How sufficient relevant data recording was ensured: a wide range of readings were taken to maintain accuracy of the experiment.
Results:
Data collection:
Tables: Table showing the raw data collected:
Table showing processed data:
Equations and methods for collecting relevant data:
Sample calculation: temperature in degrees Celsius + 273 = temperature in Kelvin
For example (1st row of readings): 80.7 + 273=353.7
Data represented by graphs: both variables are continuous so a point graph is used
A Scatter diagram showing the same data with a line of best fit running through it:
Observations: the trend of the data shown is a straight line, and we see that as the water in the beaker cools down and also the temperature of the gas in the flask, the pressure decreases.
Conclusion
In the results obtained correspond with the hypothesis made.
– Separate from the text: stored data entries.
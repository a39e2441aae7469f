use axum::extract::State;

use crate::{
    dto::checkout::{CheckoutSessionCreated, CreateCheckoutRequest},
    error::AppResult,
    extractors::Json,
    services::checkout_service,
    state::AppState,
};

#[utoipa::path(
    post,
    path = "/create-checkout-session",
    request_body = CreateCheckoutRequest,
    responses(
        (
            status = 200,
            description = "Hosted checkout session created",
            body = CheckoutSessionCreated
        ),
        (status = 400, description = "Invalid cart", body = crate::error::ErrorBody),
        (status = 500, description = "Payment provider error", body = crate::error::ErrorBody),
    ),
    tag = "Checkout"
)]
pub async fn create_checkout_session(
    State(state): State<AppState>,
    Json(payload): Json<CreateCheckoutRequest>,
) -> AppResult<Json<CheckoutSessionCreated>> {
    let resp = checkout_service::create_checkout_session(&state, payload).await?;
    Ok(Json(resp))
}
use crate::{
    dto::checkout::{CartItem, CheckoutSessionCreated, CreateCheckoutRequest},
    error::{AppError, AppResult},
    payments::CheckoutLineItem,
    state::AppState,
};

pub async fn create_checkout_session(
    state: &AppState,
    payload: CreateCheckoutRequest,
) -> AppResult<CheckoutSessionCreated> {
    let line_items = to_line_items(&payload.items)?;

    let session = state.payments.create_checkout_session(&line_items).await?;
    tracing::info!(session_id = %session.id, items = line_items.len(), "checkout session created");

    Ok(CheckoutSessionCreated { id: session.id })
}

pub fn to_line_items(items: &[CartItem]) -> AppResult<Vec<CheckoutLineItem>> {
    if items.is_empty() {
        return Err(AppError::BadRequest("Cart is empty".into()));
    }

    items.iter().map(to_line_item).collect()
}

fn to_line_item(item: &CartItem) -> AppResult<CheckoutLineItem> {
    let name = item.title.trim();
    if name.is_empty() {
        return Err(AppError::BadRequest("Item title cannot be empty".into()));
    }
    if !item.price.is_finite() || item.price <= 0.0 {
        return Err(AppError::BadRequest(format!(
            "Invalid price for {name}: must be a positive number"
        )));
    }
    let whole = item.qty.is_finite() && item.qty.fract() == 0.0;
    if !whole || item.qty <= 0.0 || item.qty > u32::MAX as f64 {
        return Err(AppError::BadRequest(format!(
            "Invalid quantity for {name}: must be a positive whole number"
        )));
    }

    let unit_amount = (item.price * 100.0).round() as i64;
    if unit_amount <= 0 {
        return Err(AppError::BadRequest(format!(
            "Invalid price for {name}: less than one cent"
        )));
    }

    Ok(CheckoutLineItem {
        name: name.to_string(),
        unit_amount,
        quantity: item.qty as u32,
    })
}
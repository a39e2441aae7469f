//! Shared fixtures: in-memory store, scripted payment provider, signed requests.

#![allow(dead_code)]

use std::{
    collections::HashMap,
    sync::{
        Arc, Mutex,
        atomic::{AtomicUsize, Ordering},
    },
    time::Duration,
};

use async_trait::async_trait;
use axum::{
    Router,
    body::Body,
    http::{Request, Response},
};
use http_body_util::BodyExt;
use serde_json::{Value, json};

pub use storefront_api::{
    config::AppConfig,
    models::Order,
    payments::{
        CheckoutLineItem, CheckoutSession, LineItem, PaymentError, PaymentProvider, sign_payload,
    },
    routes::create_api_router,
    state::AppState,
    store::{InsertOutcome, SqliteStore, Store, StoreError},
};

pub const WEBHOOK_SECRET: &str = "whsec_test_secret";
pub const ADMIN_PASSWORD: &str = "hunter2";

pub fn test_config() -> AppConfig {
    AppConfig {
        database_url: "sqlite::memory:".into(),
        host: "127.0.0.1".into(),
        port: 4242,
        stripe_secret_key: "sk_test_xxx".into(),
        stripe_webhook_secret: WEBHOOK_SECRET.into(),
        stripe_api_base: "http://127.0.0.1:12111".into(),
        admin_password: Some(ADMIN_PASSWORD.into()),
        public_base_url: "http://localhost:4242".into(),
        static_dir: "public".into(),
        line_items_timeout: Duration::from_millis(200),
    }
}

/// Payment provider double with scripted line items and call counters.
#[derive(Default)]
pub struct MockPayments {
    pub line_items: Mutex<HashMap<String, Vec<LineItem>>>,
    pub line_item_calls: AtomicUsize,
    pub created_sessions: Mutex<Vec<Vec<CheckoutLineItem>>>,
    pub fail_checkout: bool,
    pub fail_line_items: bool,
    pub line_items_delay: Option<Duration>,
}

impl MockPayments {
    pub fn with_line_items(session_id: &str, items: Vec<LineItem>) -> Self {
        let mock = Self::default();
        mock.line_items
            .lock()
            .unwrap()
            .insert(session_id.to_string(), items);
        mock
    }
}

#[async_trait]
impl PaymentProvider for MockPayments {
    async fn create_checkout_session(
        &self,
        items: &[CheckoutLineItem],
    ) -> Result<CheckoutSession, PaymentError> {
        if self.fail_checkout {
            return Err(PaymentError::Api("Invalid API Key provided".into()));
        }
        let mut created = self.created_sessions.lock().unwrap();
        created.push(items.to_vec());
        Ok(CheckoutSession {
            id: format!("cs_test_{}", created.len()),
        })
    }

    async fn list_line_items(&self, session_id: &str) -> Result<Vec<LineItem>, PaymentError> {
        self.line_item_calls.fetch_add(1, Ordering::SeqCst);
        if let Some(delay) = self.line_items_delay {
            tokio::time::sleep(delay).await;
        }
        if self.fail_line_items {
            return Err(PaymentError::Api("No such checkout session".into()));
        }
        Ok(self
            .line_items
            .lock()
            .unwrap()
            .get(session_id)
            .cloned()
            .unwrap_or_default())
    }
}

/// Store that fails every call, standing in for a broken disk.
pub struct FailingStore;

#[async_trait]
impl Store for FailingStore {
    async fn insert_order(&self, _order: &Order) -> Result<InsertOutcome, StoreError> {
        Err(StoreError::Unavailable("disk full".into()))
    }

    async fn get_order(&self, _id: &str) -> Result<Option<Order>, StoreError> {
        Err(StoreError::Unavailable("disk full".into()))
    }

    async fn list_orders(&self) -> Result<Vec<Order>, StoreError> {
        Err(StoreError::Unavailable("disk full".into()))
    }

    async fn insert_review(&self, _text: &str) -> Result<(), StoreError> {
        Err(StoreError::Unavailable("disk full".into()))
    }

    async fn list_reviews(&self) -> Result<Vec<String>, StoreError> {
        Err(StoreError::Unavailable("disk full".into()))
    }

    async fn count_reviews(&self) -> Result<i64, StoreError> {
        Err(StoreError::Unavailable("disk full".into()))
    }
}

pub struct TestApp {
    pub router: Router,
    pub store: Arc<SqliteStore>,
    pub payments: Arc<MockPayments>,
}

pub async fn test_app_with(payments: MockPayments, config: AppConfig) -> TestApp {
    let store = Arc::new(
        SqliteStore::open_in_memory()
            .await
            .expect("Failed to create in-memory store"),
    );
    let payments = Arc::new(payments);
    let state = AppState::new(store.clone(), payments.clone(), config);
    TestApp {
        router: create_api_router().with_state(state),
        store,
        payments,
    }
}

pub async fn test_app() -> TestApp {
    test_app_with(MockPayments::default(), test_config()).await
}

pub fn app_with_store(store: Arc<dyn Store>, payments: MockPayments) -> Router {
    let state = AppState::new(store, Arc::new(payments), test_config());
    create_api_router().with_state(state)
}

pub fn completed_event(session_id: &str, amount_total: i64, email: Option<&str>) -> String {
    json!({
        "id": "evt_test_1",
        "type": "checkout.session.completed",
        "data": {
            "object": {
                "id": session_id,
                "object": "checkout.session",
                "amount_total": amount_total,
                "currency": "usd",
                "customer_details": { "email": email },
                "payment_status": "paid"
            }
        }
    })
    .to_string()
}

pub fn signed_webhook(body: &str, secret: &str) -> Request<Body> {
    let header = sign_payload(body.as_bytes(), secret, chrono::Utc::now().timestamp())
        .expect("HMAC accepts any key");
    Request::builder()
        .method("POST")
        .uri("/webhook")
        .header("content-type", "application/json")
        .header("stripe-signature", header)
        .body(Body::from(body.to_string()))
        .unwrap()
}

pub fn json_request(method: &str, uri: &str, body: Value) -> Request<Body> {
    Request::builder()
        .method(method)
        .uri(uri)
        .header("content-type", "application/json")
        .body(Body::from(body.to_string()))
        .unwrap()
}

pub fn get(uri: &str) -> Request<Body> {
    Request::builder()
        .method("GET")
        .uri(uri)
        .body(Body::empty())
        .unwrap()
}

pub async fn body_json(response: Response<Body>) -> Value {
    let bytes = response.into_body().collect().await.unwrap().to_bytes();
    serde_json::from_slice(&bytes).expect("response body should be JSON")
}

pub fn order(id: &str, date: &str) -> Order {
    Order {
        id: id.into(),
        email: "buyer@example.com".into(),
        items: "1 x Ferris Mug".into(),
        total: 12.0,
        date: date.into(),
    }
}
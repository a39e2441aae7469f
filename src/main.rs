use axum::{
    Router,
    http::{HeaderName, Request, Response},
};
use tower::limit::ConcurrencyLimitLayer;
use tower_http::cors::CorsLayer;
use tower_http::limit::RequestBodyLimitLayer;
use tower_http::request_id::{MakeRequestUuid, PropagateRequestIdLayer, SetRequestIdLayer};
use tower_http::services::ServeDir;
use tower_http::trace::TraceLayer;
use tracing_subscriber::{layer::SubscriberExt, util::SubscriberInitExt};

use std::{net::SocketAddr, sync::Arc, time::Duration};

use storefront_api::{
    config::AppConfig,
    payments::StripeClient,
    routes::{create_api_router, doc::scalar_docs},
    state::AppState,
    store::SqliteStore,
};

#[tokio::main]
async fn main() -> anyhow::Result<()> {
    dotenvy::dotenv().ok();
    tracing_subscriber::registry()
        .with(
            tracing_subscriber::EnvFilter::try_from_default_env()
                .unwrap_or_else(|_| "info,storefront_api=debug".into()),
        )
        .with(tracing_subscriber::fmt::layer())
        .init();

    let config = AppConfig::from_env()?;
    if config.admin_password.is_none() {
        tracing::warn!("ADMIN_PASSWORD is not set; GET /orders will reject every request");
    }

    let store = SqliteStore::open(&config.database_url).await?;
    let payments = StripeClient::new(
        &config.stripe_secret_key,
        &config.stripe_api_base,
        &config.public_base_url,
    );

    let addr = SocketAddr::from((config.host.parse::<std::net::IpAddr>()?, config.port));
    let static_dir = config.static_dir.clone();
    let state = AppState::new(Arc::new(store), Arc::new(payments), config);

    let concurrency_limit_layer = ConcurrencyLimitLayer::new(100);

    let request_id_header = HeaderName::from_static("x-request-id");
    let trace_layer = TraceLayer::new_for_http()
        .make_span_with(|request: &Request<_>| {
            let request_id = request
                .headers()
                .get("x-request-id")
                .and_then(|value| value.to_str().ok())
                .unwrap_or("-");
            tracing::info_span!(
                "http_request",
                method = %request.method(),
                uri = %request.uri(),
                request_id = %request_id
            )
        })
        .on_request(|request: &Request<_>, _span: &tracing::Span| {
            tracing::info!(
                method = %request.method(),
                uri = %request.uri(),
                "request started"
            );
        })
        .on_response(|response: &Response<_>, latency: Duration, _span: &tracing::Span| {
            tracing::info!(
                status = %response.status(),
                ms = %latency.as_millis(),
                "request finished"
            );
        });

    let app = Router::new()
        .merge(create_api_router())
        .merge(scalar_docs())
        .fallback_service(ServeDir::new(static_dir))
        .layer(trace_layer)
        .layer(PropagateRequestIdLayer::new(
            request_id_header.clone(),
        ))
        .layer(SetRequestIdLayer::new(
            request_id_header,
            MakeRequestUuid,
        ))
        .layer(CorsLayer::permissive())
        .layer(RequestBodyLimitLayer::new(1024 * 1024))
        .layer(concurrency_limit_layer)
        .with_state(state);

    tracing::info!("listening on {}", addr);

    axum::serve(tokio::net::TcpListener::bind(addr).await?, app)
        .with_graceful_shutdown(shutdown_signal())
        .await?;

    Ok(())
}

async fn shutdown_signal() {
    let ctrl_c = async {
        if let Err(err) = tokio::signal::ctrl_c().await {
            tracing::error!(error = %err, "failed to listen for ctrl-c");
        }
    };

    #[cfg(unix)]
    let terminate = async {
        match tokio::signal::unix::signal(tokio::signal::unix::SignalKind::terminate()) {
            Ok(mut signal) => {
                signal.recv().await;
            }
            Err(err) => tracing::error!(error = %err, "failed to listen for SIGTERM"),
        }
    };

    #[cfg(not(unix))]
    let terminate = std::future::pending::<()>();

    tokio::select! {
        _ = ctrl_c => {},
        _ = terminate => {},
    }

    tracing::info!("shutdown signal received");
}
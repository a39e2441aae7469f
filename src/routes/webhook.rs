use axum::{
    body::Bytes,
    extract::State,
    http::{HeaderMap, StatusCode},
};

use crate::{
    payments::SIGNATURE_HEADER,
    services::webhook_service::{self, WebhookError},
    state::AppState,
};

/// Provider callback. Replies with a bare status: 400 when the event cannot be
/// authenticated or is not JSON, 200 otherwise.
#[utoipa::path(
    post,
    path = "/webhook",
    request_body(
        content = String,
        description = "Raw signed event bytes",
        content_type = "application/json"
    ),
    params(("Stripe-Signature" = String, Header, description = "t=<unix>,v1=<hex hmac>")),
    responses(
        (status = 200, description = "Event acknowledged"),
        (status = 400, description = "Missing or invalid signature"),
    ),
    tag = "Webhook"
)]
pub async fn stripe_webhook(
    State(state): State<AppState>,
    headers: HeaderMap,
    body: Bytes,
) -> StatusCode {
    let signature = headers
        .get(SIGNATURE_HEADER)
        .and_then(|value| value.to_str().ok());

    match webhook_service::handle_event(&state, &body, signature).await {
        Ok(outcome) => {
            tracing::debug!(?outcome, "webhook handled");
            StatusCode::OK
        }
        Err(WebhookError::Signature(err)) => {
            tracing::warn!(error = %err, "webhook signature verification failed");
            StatusCode::BAD_REQUEST
        }
        Err(WebhookError::Malformed(err)) => {
            tracing::warn!(error = %err, "webhook payload could not be decoded");
            StatusCode::BAD_REQUEST
        }
    }
}
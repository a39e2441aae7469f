use hmac::{Hmac, Mac};
use sha2::Sha256;
use subtle::ConstantTimeEq;
use thiserror::Error;

type HmacSha256 = Hmac<Sha256>;

pub const SIGNATURE_HEADER: &str = "stripe-signature";

/// Maximum age of a signed timestamp, in seconds.
pub const TIMESTAMP_TOLERANCE_SECS: i64 = 300;

const FUTURE_SKEW_SECS: i64 = 60;

#[derive(Debug, Error, PartialEq, Eq)]
pub enum SignatureError {
    #[error("missing signature header")]
    Missing,

    #[error("invalid signature header format")]
    InvalidFormat,

    #[error("invalid timestamp in signature header")]
    InvalidTimestamp,

    #[error("signature timestamp outside tolerance (age {age}s)")]
    Stale { age: i64 },

    #[error("no matching signature")]
    Mismatch,

    #[error("webhook secret cannot be used as an HMAC key")]
    InvalidSecret,
}

/// Verify a `t=<unix>,v1=<hex>` header against the raw request body.
///
/// The MAC is computed over `"<t>." || payload` exactly as received. Any of the
/// `v1` entries may match, which covers secret rotation on the provider side.
pub fn verify_signature(
    payload: &[u8],
    header: &str,
    secret: &str,
    now: i64,
) -> Result<(), SignatureError> {
    let mut timestamp = None;
    let mut candidates = Vec::new();

    for part in header.split(',') {
        let part = part.trim();
        if let Some(t) = part.strip_prefix("t=") {
            timestamp = Some(t);
        } else if let Some(s) = part.strip_prefix("v1=") {
            candidates.push(s);
        }
    }

    let timestamp_str = timestamp.ok_or(SignatureError::InvalidFormat)?;
    if candidates.is_empty() {
        return Err(SignatureError::InvalidFormat);
    }

    let timestamp: i64 = timestamp_str
        .parse()
        .map_err(|_| SignatureError::InvalidTimestamp)?;

    let age = now
        .checked_sub(timestamp)
        .ok_or(SignatureError::InvalidTimestamp)?;
    if age > TIMESTAMP_TOLERANCE_SECS || age < -FUTURE_SKEW_SECS {
        return Err(SignatureError::Stale { age });
    }

    let expected = compute(payload, timestamp_str, secret)?;
    let expected = expected.as_bytes();

    let matched = candidates.iter().any(|candidate| {
        let candidate = candidate.as_bytes();
        // Length is public: always 64 hex chars for SHA-256.
        candidate.len() == expected.len() && bool::from(candidate.ct_eq(expected))
    });

    if matched {
        Ok(())
    } else {
        Err(SignatureError::Mismatch)
    }
}

/// Build a header value the way the provider does. Used by tests and local tooling.
pub fn sign_payload(
    payload: &[u8],
    secret: &str,
    timestamp: i64,
) -> Result<String, SignatureError> {
    let timestamp = timestamp.to_string();
    let signature = compute(payload, &timestamp, secret)?;
    Ok(format!("t={timestamp},v1={signature}"))
}

fn compute(payload: &[u8], timestamp: &str, secret: &str) -> Result<String, SignatureError> {
    let mut mac = HmacSha256::new_from_slice(secret.as_bytes())
        .map_err(|_| SignatureError::InvalidSecret)?;
    mac.update(timestamp.as_bytes());
    mac.update(b".");
    mac.update(payload);
    Ok(hex::encode(mac.finalize().into_bytes()))
}

#[cfg(test)]
mod tests {
    use super::*;

    const SECRET: &str = "whsec_test_secret";
    const NOW: i64 = 1_700_000_000;

    #[test]
    fn accepts_valid_signature() {
        let payload = br#"{"type":"checkout.session.completed"}"#;
        let header = sign_payload(payload, SECRET, NOW).unwrap();
        assert_eq!(verify_signature(payload, &header, SECRET, NOW), Ok(()));
    }

    #[test]
    fn rejects_wrong_secret() {
        let payload = br#"{"type":"checkout.session.completed"}"#;
        let header = sign_payload(payload, "wrong_secret", NOW).unwrap();
        assert_eq!(
            verify_signature(payload, &header, SECRET, NOW),
            Err(SignatureError::Mismatch)
        );
    }

    #[test]
    fn rejects_reserialized_payload() {
        let original = br#"{"type": "checkout.session.completed"}"#;
        let compacted = br#"{"type":"checkout.session.completed"}"#;
        let header = sign_payload(original, SECRET, NOW).unwrap();
        assert_eq!(
            verify_signature(compacted, &header, SECRET, NOW),
            Err(SignatureError::Mismatch)
        );
    }

    #[test]
    fn signs_non_utf8_bytes_verbatim() {
        let payload = [0xff, 0xfe, b'{', b'}'];
        let header = sign_payload(&payload, SECRET, NOW).unwrap();
        assert_eq!(verify_signature(&payload, &header, SECRET, NOW), Ok(()));
    }

    #[test]
    fn any_v1_entry_may_match() {
        let payload = b"{}";
        let good = sign_payload(payload, SECRET, NOW).unwrap();
        let good_sig = good.split("v1=").nth(1).unwrap();
        let header = format!("t={NOW},v1={},v1={good_sig}", "0".repeat(64));
        assert_eq!(verify_signature(payload, &header, SECRET, NOW), Ok(()));
    }

    #[test]
    fn rejects_stale_and_future_timestamps() {
        let payload = b"{}";
        let old = sign_payload(payload, SECRET, NOW - 600).unwrap();
        assert_eq!(
            verify_signature(payload, &old, SECRET, NOW),
            Err(SignatureError::Stale { age: 600 })
        );

        let future = sign_payload(payload, SECRET, NOW + 120).unwrap();
        assert_eq!(
            verify_signature(payload, &future, SECRET, NOW),
            Err(SignatureError::Stale { age: -120 })
        );
    }

    #[test]
    fn rejects_malformed_headers() {
        let payload = b"{}";
        assert_eq!(
            verify_signature(payload, "garbage", SECRET, NOW),
            Err(SignatureError::InvalidFormat)
        );
        assert_eq!(
            verify_signature(payload, &format!("t={NOW}"), SECRET, NOW),
            Err(SignatureError::InvalidFormat)
        );
        assert_eq!(
            verify_signature(payload, "t=abc,v1=deadbeef", SECRET, NOW),
            Err(SignatureError::InvalidTimestamp)
        );
    }

    #[test]
    fn extreme_timestamps_do_not_overflow() {
        let payload = b"{}";
        let zeros = "0".repeat(64);

        let header = format!("t={},v1={zeros}", i64::MIN);
        assert_eq!(
            verify_signature(payload, &header, SECRET, NOW),
            Err(SignatureError::InvalidTimestamp)
        );

        let header = format!("t={},v1={zeros}", i64::MAX);
        assert!(matches!(
            verify_signature(payload, &header, SECRET, NOW),
            Err(SignatureError::Stale { .. })
        ));

        let header = format!("t={NOW},v1={zeros}");
        assert_eq!(
            verify_signature(payload, &header, SECRET, i64::MIN),
            Err(SignatureError::InvalidTimestamp)
        );
    }
}
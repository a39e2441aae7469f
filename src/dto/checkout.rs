use serde::{Deserialize, Serialize};
use utoipa::ToSchema;

#[derive(Debug, Deserialize, ToSchema)]
pub struct CartItem {
    pub title: String,
    /// Major currency units, e.g. `12.5`.
    pub price: f64,
    #[serde(alias = "quantity")]
    pub qty: f64,
}

#[derive(Debug, Deserialize, ToSchema)]
pub struct CreateCheckoutRequest {
    pub items: Vec<CartItem>,
}

#[derive(Debug, Serialize, Deserialize, ToSchema)]
pub struct CheckoutSessionCreated {
    pub id: String,
}
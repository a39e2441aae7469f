//! Order ingestion from signed provider events.
//!
//! Everything after a successful signature check is acknowledged with 200 so
//! the provider never retries on a local failure; those failures are logged
//! with the session id instead.

use chrono::Utc;
use thiserror::Error;

use crate::{
    db::now_timestamp,
    models::Order,
    payments::{
        CHECKOUT_COMPLETED, LineItem, SignatureError, StripeCheckoutSession, StripeWebhookEvent,
        verify_signature,
    },
    state::AppState,
    store::InsertOutcome,
};

pub const UNKNOWN_EMAIL: &str = "unknown";

#[derive(Debug, Error)]
pub enum WebhookError {
    #[error("signature verification failed: {0}")]
    Signature(#[from] SignatureError),

    /// The body is not JSON at all.
    #[error("malformed event payload: {0}")]
    Malformed(#[from] serde_json::Error),
}

/// What happened to a verified event.
#[derive(Debug, Clone, PartialEq, Eq)]
pub enum WebhookOutcome {
    Ignored { event_type: String },
    OrderSaved { session_id: String },
    DuplicateDelivery { session_id: String },
    LineItemsUnavailable { session_id: String },
    StoreFailed { session_id: String },
    /// Valid JSON whose event envelope or session object has an unexpected shape.
    Undecodable { reason: String },
}

pub async fn handle_event(
    state: &AppState,
    payload: &[u8],
    signature: Option<&str>,
) -> Result<WebhookOutcome, WebhookError> {
    let signature = signature.ok_or(SignatureError::Missing)?;
    verify_signature(
        payload,
        signature,
        &state.config.stripe_webhook_secret,
        Utc::now().timestamp(),
    )?;

    let value: serde_json::Value = serde_json::from_slice(payload)?;

    let event: StripeWebhookEvent = match serde_json::from_value(value) {
        Ok(event) => event,
        Err(err) => return Ok(undecodable("event", err)),
    };
    let event_id = event.id.as_deref().unwrap_or("-");

    if event.event_type != CHECKOUT_COMPLETED {
        tracing::debug!(event_id, event_type = %event.event_type, "ignoring webhook event");
        return Ok(WebhookOutcome::Ignored {
            event_type: event.event_type,
        });
    }

    let session: StripeCheckoutSession = match serde_json::from_value(event.data.object) {
        Ok(session) => session,
        Err(err) => return Ok(undecodable("checkout session", err)),
    };
    tracing::debug!(event_id, session_id = %session.id, "checkout completed event verified");
    Ok(ingest_session(state, session).await)
}

// Signed by the provider, so a retry would carry the same bytes: acknowledge and log.
fn undecodable(what: &str, err: serde_json::Error) -> WebhookOutcome {
    tracing::error!(error = %err, "verified webhook {what} could not be decoded, event dropped");
    WebhookOutcome::Undecodable {
        reason: format!("{what}: {err}"),
    }
}

async fn ingest_session(state: &AppState, session: StripeCheckoutSession) -> WebhookOutcome {
    let session_id = session.id.clone();

    let fetch = tokio::time::timeout(
        state.config.line_items_timeout,
        state.payments.list_line_items(&session_id),
    )
    .await;

    let line_items = match fetch {
        Ok(Ok(items)) => items,
        Ok(Err(err)) => {
            tracing::error!(
                session_id = %session_id,
                error = %err,
                "line item fetch failed, order not recorded"
            );
            return WebhookOutcome::LineItemsUnavailable { session_id };
        }
        Err(_) => {
            tracing::error!(
                session_id = %session_id,
                timeout_ms = state.config.line_items_timeout.as_millis() as u64,
                "line item fetch timed out, order not recorded"
            );
            return WebhookOutcome::LineItemsUnavailable { session_id };
        }
    };

    let order = order_from_session(&session, &line_items, now_timestamp());

    match state.store.insert_order(&order).await {
        Ok(InsertOutcome::Inserted) => {
            tracing::info!(session_id = %session_id, total = order.total, "order saved");
            WebhookOutcome::OrderSaved { session_id }
        }
        Ok(InsertOutcome::Duplicate) => {
            tracing::info!(session_id = %session_id, "duplicate webhook delivery ignored");
            WebhookOutcome::DuplicateDelivery { session_id }
        }
        Err(err) => {
            tracing::error!(session_id = %session_id, error = %err, "failed to persist order");
            WebhookOutcome::StoreFailed { session_id }
        }
    }
}

pub fn order_from_session(
    session: &StripeCheckoutSession,
    line_items: &[LineItem],
    date: String,
) -> Order {
    Order {
        id: session.id.clone(),
        email: session.email().unwrap_or(UNKNOWN_EMAIL).to_string(),
        items: summarize_items(line_items),
        total: minor_to_major(session.amount_total.unwrap_or(0)),
        date,
    }
}

/// `"2 x Mug, 1 x Hoodie"`
pub fn summarize_items(items: &[LineItem]) -> String {
    items
        .iter()
        .map(|li| format!("{} x {}", li.quantity, li.description))
        .collect::<Vec<_>>()
        .join(", ")
}

pub fn minor_to_major(amount: i64) -> f64 {
    amount as f64 / 100.0
}
//! Payment provider seam: checkout session creation, line-item lookup, and
//! webhook payload types.

mod signature;
mod stripe;

use async_trait::async_trait;
use thiserror::Error;

pub use signature::{
    SIGNATURE_HEADER, SignatureError, TIMESTAMP_TOLERANCE_SECS, sign_payload, verify_signature,
};
pub use stripe::{
    CHECKOUT_COMPLETED, StripeCheckoutSession, StripeClient, StripeCustomerDetails,
    StripeEventData, StripeWebhookEvent,
};

#[derive(Debug, Error)]
pub enum PaymentError {
    #[error("Stripe API error: {0}")]
    Api(String),

    #[error("Stripe request failed: {0}")]
    Transport(#[from] reqwest::Error),

    #[error("Failed to parse Stripe response: {0}")]
    Decode(String),
}

/// One cart entry, already converted to minor currency units.
#[derive(Debug, Clone, PartialEq, Eq)]
pub struct CheckoutLineItem {
    pub name: String,
    pub unit_amount: i64,
    pub quantity: u32,
}

#[derive(Debug, Clone, PartialEq, Eq)]
pub struct CheckoutSession {
    pub id: String,
}

/// A purchased entry as reported back by the provider for a completed session.
#[derive(Debug, Clone, PartialEq, Eq)]
pub struct LineItem {
    pub description: String,
    pub quantity: u64,
}

#[async_trait]
pub trait PaymentProvider: Send + Sync {
    async fn create_checkout_session(
        &self,
        items: &[CheckoutLineItem],
    ) -> Result<CheckoutSession, PaymentError>;

    async fn list_line_items(&self, session_id: &str) -> Result<Vec<LineItem>, PaymentError>;
}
It has been proven that
a gas consists of molecules that are so small that they can be considered mass points and it is assumed that there are no forces between the mass points. The molecules are in constant motion and as they bounce off the walls of the container exert a pressure (a force per unit area) on the walls of the container. The average kinetic energy of the molecules is proportional to the temperature, and the higher the temperature the faster the molecules move. The pressure will increase as the temperature rises because the molecules move faster and hit the walls harder. Judging by the results obtained in this experiment, the pressure and temperature of the gas obey a linear relationship (as seen in the graph above). Compared to literature values the results obtained are similar in the sense that they all portray a linear relationship, which is, as temperature increases pressure increases and as temperature decreases, pressure decreases. the absolute temperature TK of the gas in Kelvin is proportional to the average kinetic energy of the gas molecules. So even though there are just as many gas molecules in the flask the pressure can be altered by heat.
“f molecules move faster, they will make more violent collisions (momentum) and they will arrive back at the wall for another bang more often. So you might expect the speed to appear twice over as a factor in the pressure. Pressure varies as (speed). A gas molecule's motion energy (KE) which clearly increases with temperature might be a good way of measuring temperature itself.”
Evaluation of procedures
- The pressure in the flask could have been slightly affected by body heat, as the flask is held into the water my hand, and this could further increase the kinetic energy of the gas molecules in the flask thus leading to an increase in pressure.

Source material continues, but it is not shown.